There are many techniques of repair of inguinal hernia but no single procedure has proved to be a complete one. Our primary aim is to find a simple, steady, durable, safe and low cost procedure that has least chance of recurrence as well as disability. The procedure followed in the technique of hernia repair is like that of Desarde with some modifications.
The procedure was started with the poor patients (rickshaw pullers, day labours, laundry men) as they are reluctant to undergo operations until there is pain or obstruction. They work in discomfort even with the large hernia. One hundred and six patients were operated for repair of inguinal hernia by this technique in between 1996 and December 2002. Eighty-six patients came for follow-up for more than one occasions. No recurrence has been detected in these patients as yet, but 20 out of 106 never reported. [J Indian Med Assoc 2007; 105: 46-8]
Key words : Inguinal hernia, simple technique, patch by sac.

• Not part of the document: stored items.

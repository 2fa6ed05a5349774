//! UB varint codec.
//!
//! TTC integers are written as a length byte followed by that many
//! big-endian bytes ("UB2", "UB4", "UB8" name the widest value allowed).
//! Byte strings use a single length byte, or a sentinel followed by
//! UB4-length chunks for anything longer than `MAX_SHORT_LENGTH`.
//!
//! Reading is exposed as an extension trait on `bytes::Buf` and writing on
//! `bytes::BufMut`, so decoders work directly on the `Bytes` of a packet.

use bytes::{Buf, BufMut, Bytes, BytesMut};

use super::constants::{CHUNK_SIZE, LONG_LENGTH_INDICATOR, MAX_SHORT_LENGTH, NULL_LENGTH_INDICATOR};
use super::error::{DecodeError, DecodeResult};

/// Bounds-checked reads over a packet payload.
pub trait UbReader: Buf {
    /// Fail unless `n` more bytes are available.
    fn need(&self, n: usize) -> DecodeResult<()> {
        let actual = self.remaining();
        if actual < n {
            return Err(DecodeError::ExpectedAtLeast { expected: n, actual });
        }
        Ok(())
    }

    fn read_u8(&mut self) -> DecodeResult<u8> {
        self.need(1)?;
        Ok(self.get_u8())
    }

    fn read_u16_be(&mut self) -> DecodeResult<u16> {
        self.need(2)?;
        Ok(self.get_u16())
    }

    fn read_u16_le(&mut self) -> DecodeResult<u16> {
        self.need(2)?;
        Ok(self.get_u16_le())
    }

    fn read_u32_be(&mut self) -> DecodeResult<u32> {
        self.need(4)?;
        Ok(self.get_u32())
    }

    fn skip(&mut self, n: usize) -> DecodeResult<()> {
        self.need(n)?;
        self.advance(n);
        Ok(())
    }

    fn read_raw(&mut self, n: usize) -> DecodeResult<Bytes> {
        self.need(n)?;
        Ok(self.copy_to_bytes(n))
    }

    /// Length byte of a UB integer. The top bit marks chunked data elsewhere
    /// and is not part of the width.
    fn read_ub_length(&mut self) -> DecodeResult<u8> {
        Ok(self.read_u8()? & 0x7f)
    }

    /// Read a UB integer whose length byte must fit `width`.
    ///
    /// Lengths 0..=4 are valid for every width, 8 only for UB8.
    fn read_ub(&mut self, width: u8) -> DecodeResult<u64> {
        let length = self.read_ub_length()?;
        let valid = match width {
            2 => length <= 2,
            4 => length <= 4,
            _ => length <= 4 || length == 8,
        };
        if !valid {
            return Err(DecodeError::CorruptLength { length, width });
        }
        self.need(length as usize)?;
        let mut value = 0u64;
        for _ in 0..length {
            value = (value << 8) | self.get_u8() as u64;
        }
        Ok(value)
    }

    fn read_ub1(&mut self) -> DecodeResult<u8> {
        self.read_u8()
    }

    fn read_ub2(&mut self) -> DecodeResult<u16> {
        Ok(self.read_ub(2)? as u16)
    }

    fn read_ub4(&mut self) -> DecodeResult<u32> {
        Ok(self.read_ub(4)? as u32)
    }

    fn read_ub8(&mut self) -> DecodeResult<u64> {
        self.read_ub(8)
    }

    fn skip_ub1(&mut self) -> DecodeResult<()> {
        self.skip(1)
    }

    fn skip_ub2(&mut self) -> DecodeResult<()> {
        self.read_ub(2).map(|_| ())
    }

    fn skip_ub4(&mut self) -> DecodeResult<()> {
        self.read_ub(4).map(|_| ())
    }

    fn skip_ub8(&mut self) -> DecodeResult<()> {
        self.read_ub(8).map(|_| ())
    }

    /// Signed variant: the top bit of the length byte carries the sign.
    fn read_sb(&mut self, width: u8) -> DecodeResult<i64> {
        let raw = self.read_u8()?;
        let negative = raw & 0x80 != 0;
        let length = raw & 0x7f;
        if length > width || length > 8 {
            return Err(DecodeError::CorruptLength { length, width });
        }
        self.need(length as usize)?;
        let mut magnitude = 0u64;
        for _ in 0..length {
            magnitude = (magnitude << 8) | self.get_u8() as u64;
        }
        let value = i64::try_from(magnitude)
            .map_err(|_| DecodeError::CorruptLength { length, width })?;
        Ok(if negative { -value } else { value })
    }

    fn read_sb2(&mut self) -> DecodeResult<i16> {
        Ok(self.read_sb(2)? as i16)
    }

    fn read_sb4(&mut self) -> DecodeResult<i32> {
        Ok(self.read_sb(4)? as i32)
    }

    fn read_sb8(&mut self) -> DecodeResult<i64> {
        self.read_sb(8)
    }

    /// Length-prefixed byte string. `None` for the null and empty encodings.
    fn read_bytes(&mut self) -> DecodeResult<Option<Bytes>> {
        let length = self.read_u8()?;
        match length {
            0 | NULL_LENGTH_INDICATOR => Ok(None),
            LONG_LENGTH_INDICATOR => {
                let mut out = BytesMut::new();
                loop {
                    let chunk_len = self.read_ub4()? as usize;
                    if chunk_len == 0 {
                        break;
                    }
                    let chunk = self.read_raw(chunk_len)?;
                    out.extend_from_slice(&chunk);
                }
                Ok(Some(out.freeze()))
            }
            n => Ok(Some(self.read_raw(n as usize)?)),
        }
    }

    /// Length-prefixed UTF-8 string.
    fn read_str(&mut self, field: &'static str) -> DecodeResult<Option<String>> {
        match self.read_bytes()? {
            None => Ok(None),
            Some(bytes) => String::from_utf8(bytes.to_vec())
                .map(Some)
                .map_err(|_| DecodeError::InvalidUtf8(field)),
        }
    }

    fn skip_bytes_chunked(&mut self) -> DecodeResult<()> {
        let length = self.read_u8()?;
        if length != LONG_LENGTH_INDICATOR {
            return self.skip(length as usize);
        }
        loop {
            let chunk_len = self.read_ub4()? as usize;
            if chunk_len == 0 {
                return Ok(());
            }
            self.skip(chunk_len)?;
        }
    }

    /// NUL-terminated string (banner in the protocol response).
    fn read_null_terminated(&mut self, field: &'static str) -> DecodeResult<String> {
        let mut out = Vec::new();
        loop {
            match self.read_u8()? {
                0 => break,
                b => out.push(b),
            }
        }
        String::from_utf8(out).map_err(|_| DecodeError::InvalidUtf8(field))
    }
}

impl<B: Buf + ?Sized> UbReader for B {}

/// Writes for request bodies.
pub trait UbWriter: BufMut {
    /// Minimal-width UB integer.
    fn put_ub(&mut self, value: u64) {
        if value == 0 {
            self.put_u8(0);
        } else if value <= u8::MAX as u64 {
            self.put_u8(1);
            self.put_u8(value as u8);
        } else if value <= u16::MAX as u64 {
            self.put_u8(2);
            self.put_u16(value as u16);
        } else if value <= u32::MAX as u64 {
            self.put_u8(4);
            self.put_u32(value as u32);
        } else {
            self.put_u8(8);
            self.put_u64(value);
        }
    }

    fn put_ub2(&mut self, value: u16) {
        self.put_ub(value as u64);
    }

    fn put_ub4(&mut self, value: u32) {
        self.put_ub(value as u64);
    }

    fn put_ub8(&mut self, value: u64) {
        self.put_ub(value);
    }

    /// Byte string with a one-byte length, chunked when it does not fit.
    fn put_bytes_with_length(&mut self, bytes: &[u8]) {
        if bytes.len() <= MAX_SHORT_LENGTH {
            self.put_u8(bytes.len() as u8);
            self.put_slice(bytes);
            return;
        }
        self.put_u8(LONG_LENGTH_INDICATOR);
        for chunk in bytes.chunks(CHUNK_SIZE) {
            self.put_ub4(chunk.len() as u32);
            self.put_slice(chunk);
        }
        self.put_ub4(0);
    }

    /// Authentication key/value/flags triple.
    fn put_key_value(&mut self, key: &str, value: &[u8], flags: u32) {
        self.put_ub4(key.len() as u32);
        self.put_bytes_with_length(key.as_bytes());
        self.put_ub4(value.len() as u32);
        if !value.is_empty() {
            self.put_bytes_with_length(value);
        }
        self.put_ub4(flags);
    }
}

impl<B: BufMut + ?Sized> UbWriter for B {}

#[cfg(test)]
mod tests {
    use super::*;
    use pretty_assertions::assert_eq;

    fn encoded(value: u64) -> Bytes {
        let mut buf = BytesMut::new();
        buf.put_ub(value);
        buf.freeze()
    }

    #[test]
    fn test_sb8_rejects_magnitude_past_i64() {
        let mut buf = Bytes::from_static(&[0x88, 0x80, 0, 0, 0, 0, 0, 0, 0]);
        assert!(matches!(
            buf.read_sb8(),
            Err(DecodeError::CorruptLength { length: 8, width: 8 })
        ));

        let mut buf = Bytes::from_static(&[0x88, 0x7f, 0xff, 0xff, 0xff, 0xff, 0xff, 0xff, 0xff]);
        assert_eq!(buf.read_sb8().unwrap(), -i64::MAX);
    }

    #[test]
    fn test_ub4_round_trip_boundaries() {
        for value in [0u32, 255, 256, 65535, 65536, u32::MAX] {
            let mut buf = encoded(value as u64);
            assert_eq!(buf.read_ub4().unwrap(), value);
            assert!(buf.is_empty());
        }
    }

    #[test]
    fn test_ub8_round_trip_beyond_32_bits() {
        for value in [4_294_967_296u64, u64::MAX] {
            let mut buf = encoded(value);
            assert_eq!(buf.read_ub8().unwrap(), value);
            assert!(buf.is_empty());
        }
    }

    #[test]
    fn test_writer_picks_minimal_width() {
        assert_eq!(&encoded(0)[..], &[0]);
        assert_eq!(&encoded(255)[..], &[1, 255]);
        assert_eq!(&encoded(256)[..], &[2, 1, 0]);
        assert_eq!(&encoded(65536)[..], &[4, 0, 1, 0, 0]);
    }

    #[test]
    fn test_length_top_bit_is_cleared() {
        let mut buf = Bytes::from_static(&[0x81, 0x2a]);
        assert_eq!(buf.read_ub4().unwrap(), 42);
    }

    #[test]
    fn test_three_byte_length() {
        let mut buf = Bytes::from_static(&[3, 0x01, 0x02, 0x03]);
        assert_eq!(buf.read_ub4().unwrap(), 0x010203);
    }

    #[test]
    fn test_invalid_length_is_corruption() {
        let mut buf = Bytes::from_static(&[5, 1, 2, 3, 4, 5]);
        assert_eq!(
            buf.read_ub4(),
            Err(DecodeError::CorruptLength { length: 5, width: 4 })
        );
        let mut buf = Bytes::from_static(&[3, 1, 2, 3]);
        assert_eq!(
            buf.read_ub2(),
            Err(DecodeError::CorruptLength { length: 3, width: 2 })
        );
    }

    #[test]
    fn test_truncated_integer() {
        let mut buf = Bytes::from_static(&[4, 1, 2]);
        assert_eq!(
            buf.read_ub4(),
            Err(DecodeError::ExpectedAtLeast { expected: 4, actual: 2 })
        );
    }

    #[test]
    fn test_signed_values() {
        let mut buf = Bytes::from_static(&[0x82, 0x01, 0x00, 0x01, 0x05]);
        assert_eq!(buf.read_sb4().unwrap(), -256);
        assert_eq!(buf.read_sb2().unwrap(), 5);
    }

    #[test]
    fn test_chunked_bytes() {
        let mut buf = Bytes::from_static(&[0xFE, 1, 2, b'a', b'b', 1, 1, b'c', 0]);
        assert_eq!(buf.read_bytes().unwrap(), Some(Bytes::from_static(b"abc")));
        assert!(buf.is_empty());
    }

    #[test]
    fn test_long_bytes_are_written_chunked() {
        let payload = vec![7u8; 300];
        let mut buf = BytesMut::new();
        buf.put_bytes_with_length(&payload);
        assert_eq!(buf[0], LONG_LENGTH_INDICATOR);
        let mut frozen = buf.freeze();
        assert_eq!(frozen.read_bytes().unwrap().unwrap().len(), 300);
        assert!(frozen.is_empty());
    }

    #[test]
    fn test_null_and_empty_bytes() {
        let mut buf = Bytes::from_static(&[0xFF, 0]);
        assert_eq!(buf.read_bytes().unwrap(), None);
        assert_eq!(buf.read_bytes().unwrap(), None);
    }

    #[test]
    fn test_key_value_layout() {
        let mut buf = BytesMut::new();
        buf.put_key_value("AUTH_PID", b"42", 0);
        assert_eq!(
            &buf[..],
            &[1, 8, 8, b'A', b'U', b'T', b'H', b'_', b'P', b'I', b'D', 1, 2, 2, b'4', b'2', 0]
        );
    }
}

Inguinal hernia is classically a challenge in terms of posterior wall repair to prevent recurrence. There are
many techniques for repair of inguinal hernia with the advantages and disadvantages of their own. Repair of inguinal hernia is an art of restoration of the anatomy and normal physical functions with a definite object of lowering the rate of recurrence in the long term.

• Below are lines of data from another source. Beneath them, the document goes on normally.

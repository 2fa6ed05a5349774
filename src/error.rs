//! Error types for qail-oracle.

use std::sync::Arc;
use std::time::Duration;

use thiserror::Error;

use crate::protocol::{AuthError, BackendError, DecodeError};
use crate::types::TypeError;

/// The main error type for Oracle driver operations.
///
/// `Clone` so a single fatal reason can resolve every pending task.
#[derive(Debug, Clone, Error)]
pub enum OraError {
    /// Transport could not be established or was lost.
    #[error("Connection error: {0}")]
    Connection(String),

    /// Listener refused the connect request.
    #[error("Connection refused (ERR={code:?}): {message}")]
    Refused { code: Option<u32>, message: String },

    /// Listener redirected to another address.
    #[error("Connection redirected to {0}")]
    Redirected(String),

    /// Connection is closed or closing; the task never reached the server.
    #[error("Connection closed")]
    ConnectionClosed,

    #[error("Timed out after {0:?}")]
    Timeout(Duration),

    /// Malformed server packet. Fatal.
    #[error("Protocol error: {0}")]
    Protocol(#[from] DecodeError),

    /// Server sent a message the connection did not expect in its state.
    #[error("Unexpected {0} message")]
    UnexpectedMessage(&'static str),

    #[error("Server protocol version {0} is not supported")]
    UnsupportedServerVersion(u16),

    #[error("Authentication error: {0}")]
    Auth(#[from] AuthError),

    /// Error reported by the server for this call. The connection stays usable.
    #[error("Server error: {0}")]
    Server(BackendError),

    /// Task was cancelled before it was sent.
    #[error("Task cancelled")]
    Cancelled,

    #[error("I/O error: {0}")]
    Io(Arc<std::io::Error>),

    #[error("Type error: {0}")]
    Type(#[from] TypeError),
}

impl OraError {
    /// Server error number, if this came from the server.
    pub fn server_code(&self) -> Option<u32> {
        match self {
            OraError::Server(err) => Some(err.number),
            OraError::Refused { code, .. } => *code,
            _ => None,
        }
    }
}

impl From<std::io::Error> for OraError {
    fn from(e: std::io::Error) -> Self {
        OraError::Io(Arc::new(e))
    }
}

/// Result type alias for Oracle driver operations.
pub type OraResult<T> = Result<T, OraError>;

#[cfg(test)]
mod tests {
    use super::*;

    #[test]
    fn test_error_display() {
        let err = OraError::Server(BackendError {
            number: 942,
            message: Some("ORA-00942: table or view does not exist".into()),
            ..BackendError::default()
        });
        assert_eq!(
            err.to_string(),
            "Server error: ORA-00942: table or view does not exist"
        );
        assert_eq!(err.server_code(), Some(942));
    }

    #[test]
    fn test_io_error_is_shared() {
        let err: OraError = std::io::Error::other("reset").into();
        let copy = err.clone();
        assert_eq!(copy.to_string(), "I/O error: reset");
    }
}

Hernia is the protrusion of a loop of bowel, organ or omentum through weak anatomical opening. Since intraperitoneal fat, connective tissue and loop of bowel abut against the lower abdominal wall, the protrusion of tissue through superficial ring or through deep and superficial ring constitute the direct and indirect inguinal hernia1. Anterior abdominal wall muscles namely external oblique (EO), internal oblique (IO), rectus abdominis (RA) and transversus abdominis (TA) take part in the shutter mechanism of the inguinal canal. The interactions between the intra–abdominal pressure and the integrity of the four muscles are extremely important in maintaining the position of the viscera within the abdominal cavity. Three arches formed by the muscles, TA, IO and the EO help in prevention of hernia formation by the clamp down mechanism1. It is evident that a patient with inguinal hernia might have any combination of preformed sac and weak posterior abdominal wall. In the genesis of inguinal hernia, the preformed sac, the intra-abdominal pressure and clamp down mechanism come into play with varying combinations. Intra-abdominal contents are always under a constant waving pressure which is normally accepted and opposed by the semicircular shape of the lower abdominal wall. When the force of intra–abdominal viscera is exerted upon the semicircular arc of the lower abdomen it falls perpendicularly to the curved anterior abdominal wall uniformly. But when the semicircular abdominal wall is weak there is uneven pressure on port like inguinal ring and canal. The direction of the propagated force tends to pass through this opening making the sac conical and dragging it through the opening to form a hernia. So, one force is intra–abdominal, second is dragging force by weight and the third one is weak anterior abdominal wall work in combinations to generate hernia.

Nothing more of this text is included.